Task prompt -
Determine the number of lines in these entries that hold the word "filter". Give the number and nothing more.

The records -

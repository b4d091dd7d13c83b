//! Release discovery and candidate selection.
//!
//! [`ReleaseResolver`] turns "which channel am I on" into either the single
//! best [`ReleaseAsset`] to upgrade to, or [`UpdateError::NoUpdateAvailable`].
//!
//! # Selection rules
//!
//! A release is a candidate only if:
//!
//! 1. it is not a draft
//! 2. its prerelease flag is compatible with the channel
//! 3. its tag (optionally prefixed with `v`) is a valid semantic version
//! 4. it carries exactly one asset named `<prefix>_<arch>.zip`
//!
//! The candidate with the greatest version wins (first encountered on ties)
//! and must be strictly newer than the running version.
//!
//! Transport failures are folded into `NoUpdateAvailable` so that a flaky
//! network never surfaces as an application fault.

use crate::config::ReleaseSettings;
use crate::core::UpdateError;
use crate::upgrade::cache::ReleaseCache;
use crate::upgrade::models::{BinaryAsset, ReleaseAsset};
use crate::upgrade::UpdateChannel;
use async_trait::async_trait;
use semver::Version;
use serde::{Deserialize, Serialize};
use std::sync::Arc;
use std::time::Duration;
use tracing::{debug, info, warn};

/// One entry of the release listing.
#[derive(Debug, Clone, PartialEq, Eq, Serialize, Deserialize)]
pub struct Release {
    pub tag_name: String,
    #[serde(default)]
    pub prerelease: bool,
    #[serde(default)]
    pub draft: bool,
    #[serde(default)]
    pub assets: Vec<RemoteAsset>,
}

/// A downloadable file attached to a release.
#[derive(Debug, Clone, PartialEq, Eq, Serialize, Deserialize)]
pub struct RemoteAsset {
    pub name: String,
    pub browser_download_url: String,
    #[serde(default)]
    pub size: u64,
    /// `sha256:<hex>` when the API publishes one.
    #[serde(default)]
    pub digest: Option<String>,
}

impl From<&RemoteAsset> for BinaryAsset {
    fn from(asset: &RemoteAsset) -> Self {
        Self {
            name: asset.name.clone(),
            download_url: asset.browser_download_url.clone(),
            size: asset.size,
            digest: asset.digest.clone().filter(|d| !d.is_empty()),
        }
    }
}

/// Read-only access to the newest-first release listing.
#[async_trait]
pub trait ReleaseSource: Send + Sync {
    /// Return the most recent releases, newest first.
    async fn list_releases(&self) -> Result<Vec<Release>, UpdateError>;
}

/// [`ReleaseSource`] backed by the GitHub REST API.
#[derive(Debug, Clone)]
pub struct GitHubReleaseSource {
    client: reqwest::Client,
    url: String,
    token: Option<String>,
}

impl GitHubReleaseSource {
    pub fn new(settings: &ReleaseSettings) -> Result<Self, UpdateError> {
        let client = reqwest::Client::builder()
            .user_agent(concat!("srat-updater/", env!("CARGO_PKG_VERSION")))
            .connect_timeout(Duration::from_secs(30))
            .timeout(Duration::from_secs(60))
            .build()
            .map_err(|e| UpdateError::Config {
                message: format!("failed to build HTTP client: {e}"),
            })?;

        Ok(Self {
            client,
            url: settings.releases_url(),
            token: settings.token.clone(),
        })
    }
}

#[async_trait]
impl ReleaseSource for GitHubReleaseSource {
    async fn list_releases(&self) -> Result<Vec<Release>, UpdateError> {
        debug!(url = %self.url, "Listing releases");

        let mut request =
            self.client.get(&self.url).header("Accept", "application/vnd.github+json");
        if let Some(token) = &self.token {
            request = request.bearer_auth(token);
        }

        let response =
            request.send().await.map_err(|e| UpdateError::download(&self.url, e.to_string()))?;

        let status = response.status();
        if !status.is_success() {
            if status == reqwest::StatusCode::FORBIDDEN
                || status == reqwest::StatusCode::TOO_MANY_REQUESTS
            {
                warn!("Release API rate limit hit");
            }
            return Err(UpdateError::DownloadFailed {
                url: self.url.clone(),
                status: Some(status.as_u16()),
                reason: format!("release API returned HTTP {status}"),
            });
        }

        response
            .json::<Vec<Release>>()
            .await
            .map_err(|e| UpdateError::download(&self.url, format!("invalid release listing: {e}")))
    }
}

/// Picks the best upgrade candidate for the running build.
pub struct ReleaseResolver {
    source: Arc<dyn ReleaseSource>,
    cache: ReleaseCache,
    current_version: String,
    artifact_prefix: String,
    arch: String,
}

impl ReleaseResolver {
    pub fn new(
        source: Arc<dyn ReleaseSource>,
        current_version: impl Into<String>,
        artifact_prefix: impl Into<String>,
    ) -> Self {
        Self {
            source,
            cache: ReleaseCache::disabled(),
            current_version: current_version.into(),
            artifact_prefix: artifact_prefix.into(),
            arch: crate::utils::platform::current_arch().to_string(),
        }
    }

    /// Use `cache` for release listings.
    #[must_use]
    pub fn with_cache(mut self, cache: ReleaseCache) -> Self {
        self.cache = cache;
        self
    }

    /// Match assets for `arch` instead of the running architecture.
    ///
    /// The name is normalised the same way as the running architecture.
    #[must_use]
    pub fn with_arch(mut self, arch: &str) -> Self {
        self.arch = crate::utils::platform::normalize_arch(arch).to_string();
        self
    }

    /// The asset file name this resolver looks for.
    #[must_use]
    pub fn asset_name(&self) -> String {
        format!("{}_{}.zip", self.artifact_prefix, self.arch)
    }

    #[must_use]
    pub fn current_version(&self) -> &str {
        &self.current_version
    }

    /// Drop the cached listing.
    pub fn invalidate_cache(&self) {
        self.cache.invalidate();
    }

    /// Resolve the best upgrade for `channel`.
    ///
    /// # Errors
    ///
    /// - [`UpdateError::NoUpdateAvailable`] when the channel does not poll,
    ///   the listing cannot be fetched, or nothing strictly newer matches
    /// - [`UpdateError::InvalidVersion`] when the running version is not
    ///   strict semver
    pub async fn resolve(&self, channel: UpdateChannel) -> Result<ReleaseAsset, UpdateError> {
        if !channel.polls_releases() {
            return Err(UpdateError::no_update(format!(
                "release checks disabled for the {channel} channel"
            )));
        }

        let current = parse_strict(&self.current_version)?;
        info!(current = %current, channel = %channel, "Checking for updates");

        let releases = match self.cache.get() {
            Some(releases) => {
                debug!(count = releases.len(), "Using cached release listing");
                releases
            }
            None => match self.source.list_releases().await {
                Ok(releases) => {
                    self.cache.store(releases.clone());
                    releases
                }
                Err(e) => {
                    warn!(error = %e, "Error getting releases");
                    return Err(UpdateError::no_update("no releases found"));
                }
            },
        };

        if releases.is_empty() {
            debug!("No releases found");
            return Err(UpdateError::no_update("no releases found"));
        }

        let best = self.select(&releases, channel).ok_or_else(|| {
            UpdateError::no_update(format!(
                "no architecture-matching asset {} in recent releases",
                self.asset_name()
            ))
        })?;

        if best.0 <= current {
            debug!(current = %current, candidate = %best.0, "Running version is up to date");
            return Err(UpdateError::no_update(format!(
                "running version {current} is not older than {}",
                best.1.last_release
            )));
        }

        info!(
            release = %best.1.last_release,
            asset = %best.1.arch_asset.name,
            "Found upgrade release asset"
        );
        Ok(best.1)
    }

    fn select(
        &self,
        releases: &[Release],
        channel: UpdateChannel,
    ) -> Option<(Version, ReleaseAsset)> {
        let expected = self.asset_name();
        let mut best: Option<(Version, ReleaseAsset)> = None;

        for release in releases {
            debug!(tag = %release.tag_name, prerelease = release.prerelease, "Found release");

            if release.draft {
                continue;
            }
            if release.prerelease && !channel.accepts_prerelease() {
                debug!(tag = %release.tag_name, "Skip prerelease");
                continue;
            }

            let version = match parse_tag(&release.tag_name) {
                Ok(version) => version,
                Err(e) => {
                    warn!(tag = %release.tag_name, error = %e, "Skipping invalid release tag");
                    continue;
                }
            };

            let mut matching = release.assets.iter().filter(|a| a.name == expected);
            let (Some(asset), None) = (matching.next(), matching.next()) else {
                debug!(tag = %release.tag_name, expected = %expected, "No unique matching asset");
                continue;
            };

            if best.as_ref().is_none_or(|(v, _)| version > *v) {
                best = Some((
                    version,
                    ReleaseAsset {
                        last_release: release.tag_name.clone(),
                        arch_asset: BinaryAsset::from(asset),
                    },
                ));
            }
        }

        best
    }
}

/// Parse a running version. No `v` prefix, no partial versions.
pub fn parse_strict(version: &str) -> Result<Version, UpdateError> {
    Version::parse(version.trim()).map_err(|e| UpdateError::InvalidVersion {
        version: version.to_string(),
        reason: e.to_string(),
    })
}

/// Parse a release tag, allowing a leading `v`.
pub fn parse_tag(tag: &str) -> Result<Version, semver::Error> {
    let tag = tag.trim();
    Version::parse(tag.strip_prefix('v').unwrap_or(tag))
}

Completed task -
2